March 11, 2012 12:40 am | Updated 12:51 am IST

120311- Open page- Beauty-color

120311- Open page- Beauty-color

I have always wanted to write something about this, something to liberate the millions among us who are caught in the hullabaloo over looking good. But somehow it just didn't happen. Not until I spotted a bizarre piece of news on the internet on a sharp spike in the number of women visiting the cosmetologist's cabin as Valentine's Day approached. From Botox to Juvederm, forehead to chin, ear to ear, these miracle makers promise you a skin you wore 20 years ago, never mind the love. Self-grooming and a desire to look good probably predate Narcissus and there is nothing wrong with wanting a few appreciative nods your way. But freezing your facial expressions with those needles and using scalpels to thin that ‘bulbous' nose to a size never satisfying are a different desire altogether, one that is nudging us closer to the approval of an elusive pseudo-self far removed from reality.

And the surgery craze is just an example. Look around you and the chances are very good that you will find people trying to ‘fight' their very basic constitutional make-up in every possible way. The dark-skinned wants to be fair, the fair wants to be fair-er, the fair-est wants to be marks-free, the marks-free wants to be perfect skinned, the perfect skinned wants something that can't be figured out and faithfully awaits a beauty brand to invent some new flaw and dedicate a range for removing it, the straight-haired wants to go noodled, the noodled wants a tame, size 2 wants a size 0, size 0 wants to maintain it. The illustrations can be more comical and perhaps never-ending.

When did this happen? When did we allow ourselves to set insatiable standards of physical beauty while wanting to just look a ‘little good'? Who reinforces this constant act of degrading thyself? Look around again and the answer shouldn't be far off. The aunty who always insists that you wear heels to dwarf your four-foot sad story, the leggy model on the TV screen who feels that marks look better on a Dalmatian than your face, the cousin who just dumped her “matrimony prospects minimising” glasses post a visit to the laser clinic, and many more people with innovative ideas to belittle the most normal aspects of your being, they are all a part of this silent conspiracy against yourself.
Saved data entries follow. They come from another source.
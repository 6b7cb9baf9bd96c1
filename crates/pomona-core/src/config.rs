//! Configuration types for pomona components.
//!
//! Defaults are overridable in layers: built-in defaults, then the
//! `sources.toml` file, then environment variables, then CLI arguments.

use serde::{Deserialize, Serialize};
use std::path::{Path, PathBuf};
use std::time::Duration;

use crate::detect::TagPolicy;
use crate::error::AppError;
use crate::retry::RetryPolicy;

/// Parses an environment value, keeping `default` when unset or invalid.
fn env_or<T, L>(lookup: &L, key: &str, default: T) -> T
where
    T: std::str::FromStr,
    L: Fn(&str) -> Option<String>,
{
    match lookup(key) {
        Some(raw) => match raw.trim().parse() {
            Ok(value) => value,
            Err(_) => {
                tracing::warn!(key, value = %raw, "Ignoring invalid environment value");
                default
            }
        },
        None => default,
    }
}

fn env_lookup(key: &str) -> Option<String> {
    std::env::var(key).ok()
}

/// Database connection pool configuration.
#[derive(Debug, Clone)]
pub struct DbConfig {
    pub max_connections: u32,
}

impl Default for DbConfig {
    fn default() -> Self {
        Self { max_connections: 5 }
    }
}

impl DbConfig {
    /// Reads `DB_MAX_CONNECTIONS`.
    pub fn from_env() -> Self {
        Self::from_lookup(env_lookup)
    }

    pub fn from_lookup(lookup: impl Fn(&str) -> Option<String>) -> Self {
        let defaults = Self::default();
        Self {
            max_connections: env_or(&lookup, "DB_MAX_CONNECTIONS", defaults.max_connections),
        }
    }
}

/// HTTP client configuration for catalog downloads.
#[derive(Debug, Clone)]
pub struct HttpConfig {
    /// Time allowed to establish a connection.
    pub connect_timeout: Duration,
    /// Longest silence tolerated between two body chunks.
    pub read_timeout: Duration,
    pub user_agent: String,
    pub retry: RetryPolicy,
    /// Directory for downloaded scratch files; the system temp dir when unset.
    pub scratch_dir: Option<PathBuf>,
}

impl Default for HttpConfig {
    fn default() -> Self {
        Self {
            connect_timeout: Duration::from_secs(15),
            read_timeout: Duration::from_secs(300),
            user_agent: format!("pomona/{}", env!("CARGO_PKG_VERSION")),
            retry: RetryPolicy::default(),
            scratch_dir: None,
        }
    }
}

impl HttpConfig {
    /// Reads `HTTP_CONNECT_TIMEOUT_SECS`, `HTTP_READ_TIMEOUT_SECS`,
    /// `HTTP_MAX_ATTEMPTS`, `HTTP_RETRY_INITIAL_DELAY_MS`,
    /// `HTTP_RETRY_MAX_DELAY_SECS` and `HTTP_SCRATCH_DIR`.
    pub fn from_env() -> Self {
        Self::from_lookup(env_lookup)
    }

    pub fn from_lookup(lookup: impl Fn(&str) -> Option<String>) -> Self {
        let defaults = Self::default();
        let retry = RetryPolicy {
            initial_delay: Duration::from_millis(env_or(
                &lookup,
                "HTTP_RETRY_INITIAL_DELAY_MS",
                defaults.retry.initial_delay.as_millis() as u64,
            )),
            max_delay: Duration::from_secs(env_or(
                &lookup,
                "HTTP_RETRY_MAX_DELAY_SECS",
                defaults.retry.max_delay.as_secs(),
            )),
            max_attempts: env_or(&lookup, "HTTP_MAX_ATTEMPTS", defaults.retry.max_attempts).max(1),
            jitter_ratio: defaults.retry.jitter_ratio,
        };
        Self {
            connect_timeout: Duration::from_secs(env_or(
                &lookup,
                "HTTP_CONNECT_TIMEOUT_SECS",
                defaults.connect_timeout.as_secs(),
            )),
            read_timeout: Duration::from_secs(env_or(
                &lookup,
                "HTTP_READ_TIMEOUT_SECS",
                defaults.read_timeout.as_secs(),
            )),
            user_agent: defaults.user_agent,
            retry,
            scratch_dir: lookup("HTTP_SCRATCH_DIR")
                .filter(|dir| !dir.trim().is_empty())
                .map(PathBuf::from),
        }
    }

    pub fn with_retry(mut self, retry: RetryPolicy) -> Self {
        self.retry = retry;
        self
    }

    pub fn with_read_timeout(mut self, timeout: Duration) -> Self {
        self.read_timeout = timeout;
        self
    }

    pub fn with_scratch_dir(mut self, dir: impl Into<PathBuf>) -> Self {
        self.scratch_dir = Some(dir.into());
        self
    }
}

/// Harvest run configuration.
#[derive(Debug, Clone)]
pub struct HarvestConfig {
    /// Number of items processed concurrently.
    pub workers: usize,
    /// Persist the harvest job every this many item results.
    pub checkpoint_interval: usize,
    /// Upper bound for processing one item, fetch included.
    pub item_timeout: Duration,
    /// Items slower than this are logged and counted.
    pub slow_item_threshold: Duration,
    /// Rewrite every existing record regardless of change detection.
    pub force_full_sync: bool,
}

impl Default for HarvestConfig {
    fn default() -> Self {
        Self {
            workers: 3,
            checkpoint_interval: 10,
            item_timeout: Duration::from_secs(600),
            slow_item_threshold: Duration::from_secs(30),
            force_full_sync: false,
        }
    }
}

impl HarvestConfig {
    /// Reads `HARVEST_WORKERS`, `HARVEST_CHECKPOINT_INTERVAL` and
    /// `HARVEST_ITEM_TIMEOUT_SECS`.
    pub fn from_env() -> Self {
        Self::from_lookup(env_lookup)
    }

    pub fn from_lookup(lookup: impl Fn(&str) -> Option<String>) -> Self {
        let defaults = Self::default();
        Self::default()
            .with_workers(env_or(&lookup, "HARVEST_WORKERS", defaults.workers))
            .with_checkpoint_interval(env_or(
                &lookup,
                "HARVEST_CHECKPOINT_INTERVAL",
                defaults.checkpoint_interval,
            ))
            .with_item_timeout(Duration::from_secs(env_or(
                &lookup,
                "HARVEST_ITEM_TIMEOUT_SECS",
                defaults.item_timeout.as_secs(),
            )))
    }

    pub fn with_workers(mut self, workers: usize) -> Self {
        self.workers = workers.max(1);
        self
    }

    pub fn with_checkpoint_interval(mut self, interval: usize) -> Self {
        self.checkpoint_interval = interval.max(1);
        self
    }

    pub fn with_item_timeout(mut self, timeout: Duration) -> Self {
        self.item_timeout = timeout;
        self
    }

    pub fn with_slow_item_threshold(mut self, threshold: Duration) -> Self {
        self.slow_item_threshold = threshold;
        self
    }

    pub fn with_full_sync(mut self) -> Self {
        self.force_full_sync = true;
        self
    }

    /// Applies the values set in the `[harvest]` section of `sources.toml`.
    pub fn with_settings(mut self, settings: &HarvestSettings) -> Self {
        if let Some(workers) = settings.workers {
            self = self.with_workers(workers);
        }
        if let Some(interval) = settings.checkpoint_interval {
            self = self.with_checkpoint_interval(interval);
        }
        if let Some(secs) = settings.item_timeout_secs {
            self = self.with_item_timeout(Duration::from_secs(secs));
        }
        self
    }
}

// =============================================================================
// Source Configuration (sources.toml)
// =============================================================================

/// Root configuration structure for sources.toml.
///
/// # Example
///
/// ```toml
/// [harvest]
/// workers = 4
///
/// [[sources]]
/// name = "ine"
/// url = "https://www.ine.pt/ine/xml_indic.jsp?opc=3&lang=PT"
/// enrichment_url = "https://www.ine.pt/ine/catalog.xml?tag=hvd"
/// seed_ids = ["0008074"]
/// ```
#[derive(Debug, Clone, Serialize, Deserialize)]
pub struct SourcesConfig {
    #[serde(default)]
    pub harvest: HarvestSettings,
    pub sources: Vec<SourceEntry>,
}

/// Run settings from the `[harvest]` section.
///
/// Unset values keep what the environment or the defaults gave.
#[derive(Debug, Clone, Default, PartialEq, Eq, Serialize, Deserialize)]
pub struct HarvestSettings {
    pub workers: Option<usize>,
    pub checkpoint_interval: Option<usize>,
    pub item_timeout_secs: Option<u64>,
}

impl SourcesConfig {
    /// Returns only enabled sources.
    pub fn enabled_sources(&self) -> Vec<&SourceEntry> {
        self.sources.iter().filter(|s| s.enabled).collect()
    }

    /// Find a source by name (case-insensitive).
    pub fn find_by_name(&self, name: &str) -> Option<&SourceEntry> {
        self.sources
            .iter()
            .find(|s| s.name.eq_ignore_ascii_case(name))
    }
}

/// A single catalog source in the configuration file.
#[derive(Debug, Clone, Serialize, Deserialize)]
pub struct SourceEntry {
    /// Source name, unique per store. Records are keyed by `(name, remote_id)`.
    pub name: String,

    /// Catalog document URL.
    pub url: String,

    /// Whether this source is enabled for batch harvesting.
    #[serde(default = "default_enabled")]
    pub enabled: bool,

    pub description: Option<String>,

    /// Id-list document flagging high-value indicators.
    pub enrichment_url: Option<String>,

    /// Ids to harvest even when missing from the catalog.
    #[serde(default)]
    pub seed_ids: Vec<String>,

    /// File with one seed id per line; `#` starts a comment.
    pub seed_file: Option<PathBuf>,

    /// Tags added to every record.
    #[serde(default = "default_sentinel_tags")]
    pub sentinel_tags: Vec<String>,

    /// Tag added to records whose id is in the enrichment set.
    #[serde(default = "default_enrichment_tag")]
    pub enrichment_tag: Option<String>,

    /// Prefix for extras keys (`<namespace>:<key>`).
    #[serde(default = "default_extras_namespace")]
    pub extras_namespace: String,

    /// Language requested from the per-item detail endpoint.
    #[serde(default = "default_detail_language")]
    pub detail_language: String,

    #[serde(default = "default_license")]
    pub license: Option<String>,
}

fn default_enabled() -> bool {
    true
}

fn default_sentinel_tags() -> Vec<String> {
    vec!["ine.pt".to_string()]
}

fn default_enrichment_tag() -> Option<String> {
    Some("hvd".to_string())
}

fn default_extras_namespace() -> String {
    "ine".to_string()
}

fn default_detail_language() -> String {
    "PT".to_string()
}

fn default_license() -> Option<String> {
    Some("cc-by".to_string())
}

impl SourceEntry {
    /// Creates an enabled entry with default settings.
    pub fn new(name: impl Into<String>, url: impl Into<String>) -> Self {
        Self {
            name: name.into(),
            url: url.into(),
            enabled: true,
            description: None,
            enrichment_url: None,
            seed_ids: Vec::new(),
            seed_file: None,
            sentinel_tags: default_sentinel_tags(),
            enrichment_tag: default_enrichment_tag(),
            extras_namespace: default_extras_namespace(),
            detail_language: default_detail_language(),
            license: default_license(),
        }
    }

    /// Tag policy shared by change detection and record finalization.
    pub fn tag_policy(&self) -> TagPolicy {
        TagPolicy::new(&self.sentinel_tags, self.enrichment_tag.as_deref())
    }

    /// Inline seed ids followed by those of `seed_file`, trimmed, without
    /// empties or duplicates.
    pub fn resolve_seed_ids(&self) -> Result<Vec<String>, AppError> {
        let mut ids: Vec<String> = self
            .seed_ids
            .iter()
            .map(|id| id.trim().to_string())
            .collect();

        if let Some(path) = &self.seed_file {
            let content = std::fs::read_to_string(path).map_err(|e| {
                AppError::ConfigError(format!(
                    "Failed to read seed file '{}': {}",
                    path.display(),
                    e
                ))
            })?;
            ids.extend(
                content
                    .lines()
                    .map(|line| line.split('#').next().unwrap_or_default().trim().to_string()),
            );
        }

        let mut seen = std::collections::HashSet::new();
        ids.retain(|id| !id.is_empty() && seen.insert(id.clone()));
        Ok(ids)
    }
}

/// Default configuration file name.
pub const CONFIG_FILE_NAME: &str = "sources.toml";

/// Returns the default configuration directory path: `~/.config/pomona/`.
pub fn default_config_dir() -> Option<PathBuf> {
    dirs::config_dir().map(|p| p.join("pomona"))
}

/// Returns the default configuration file path: `~/.config/pomona/sources.toml`.
pub fn default_config_path() -> Option<PathBuf> {
    default_config_dir().map(|p| p.join(CONFIG_FILE_NAME))
}

const DEFAULT_CONFIG_TEMPLATE: &str = r#"# pomona source configuration
#
# Usage:
#   pomona harvest               # Harvest all enabled sources
#   pomona harvest --source ine  # Harvest one source by name
#   pomona harvest https://...   # Harvest a single catalog URL (ignores this file)
#
# Set enabled = false to skip a source during batch harvest.

# Run settings. HARVEST_* environment variables apply first, these override
# them, and --workers / --checkpoint-interval override both.
[harvest]
# workers = 3
# checkpoint_interval = 10
# item_timeout_secs = 600

# Statistics Portugal indicator catalog
[[sources]]
name = "ine"
url = "https://www.ine.pt/ine/xml_indic.jsp?opc=3&lang=PT"
description = "Instituto Nacional de Estatística - indicadores"
# enrichment_url = "https://www.ine.pt/ine/catalog.xml?tag=hvd"
# seed_ids = ["0008074"]
# seed_file = "/etc/pomona/ine-seed-ids.txt"
sentinel_tags = ["ine.pt"]
enrichment_tag = "hvd"
"#;

/// Load source configuration from a TOML file.
///
/// # Returns
/// * `Ok(Some(config))` - Configuration loaded successfully
/// * `Ok(None)` - No configuration file found and none could be created
/// * `Err(e)` - Configuration file exists but is invalid, or a custom path is missing
///
/// If no configuration file exists at the default path, a template file is
/// created and then loaded.
pub fn load_sources_config(path: Option<PathBuf>) -> Result<Option<SourcesConfig>, AppError> {
    let using_default_path = path.is_none();
    let config_path = match path {
        Some(p) => p,
        None => match default_config_path() {
            Some(p) => p,
            None => return Ok(None),
        },
    };

    if !config_path.exists() {
        if using_default_path {
            if let Err(e) = create_default_config(&config_path) {
                tracing::warn!("Could not create default config template: {}", e);
                return Ok(None);
            }
            tracing::info!(
                "Config file created at {}. Starting harvest with default sources...",
                config_path.display()
            );
        } else {
            return Err(AppError::ConfigError(format!(
                "Config file not found: {}",
                config_path.display()
            )));
        }
    }

    let content = std::fs::read_to_string(&config_path).map_err(|e| {
        AppError::ConfigError(format!(
            "Failed to read config file '{}': {}",
            config_path.display(),
            e
        ))
    })?;

    let config: SourcesConfig = toml::from_str(&content).map_err(|e| {
        AppError::ConfigError(format!(
            "Invalid TOML in '{}': {}",
            config_path.display(),
            e
        ))
    })?;

    Ok(Some(config))
}

fn create_default_config(path: &Path) -> std::io::Result<()> {
    if let Some(parent) = path.parent() {
        std::fs::create_dir_all(parent)?;
    }

    std::fs::write(path, DEFAULT_CONFIG_TEMPLATE)?;
    tracing::info!("Created default config template at: {}", path.display());

    Ok(())
}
Everything in our living world is contaminated with a certain definition of beauty. Even the kids' nursery rhymes aren't spared. Puzzled? “Chubby cheeks and dimpled chin” are ok but why the colour is “very fair,” and “eyes are blue.” Very interestingly in our country, the genesis of this idea precedes a child's birth itself with ‘kesar milk' drinking advice from relatives, and continues on matrimonial pages as ‘Wanted Fair and good looking bride/groom …' and even beyond. It is that unavoidable, the peril of beauty.

Most of the history has seen beauty as being a female psyche-specific burden but not anymore. The ‘metrosexual male' and fairness creams for men have shown how this onslaught has transgressed conventional boundaries. But really, when we are talking of ‘designer babies' that license gene shopping, this seems passé in comparison.

Can we tackle this Frankenstein's monster? Is there hope for our shedding the myth of beauty and wearing our ages on our faces and stories in our marks? Perhaps there is, but a lot depends on whether we really want that. With the beauty business boom, the high stakes for the companies involved and millions under their spell, there aren't going to be many takers for this change.

The change, however, doesn't mean that the ideal is a ‘beauty-rejection' culture; it should rather be an ‘all inclusive beauty acceptance' culture where stereotyping beauty and torturing yourself under knives and chemicals are not encouraged. It should teach how a person's colour is just a colour and the real self lies much deeper. It should teach us to take pride in how god made us and to look for beauty in the correct places. Only then can we redeem ourselves.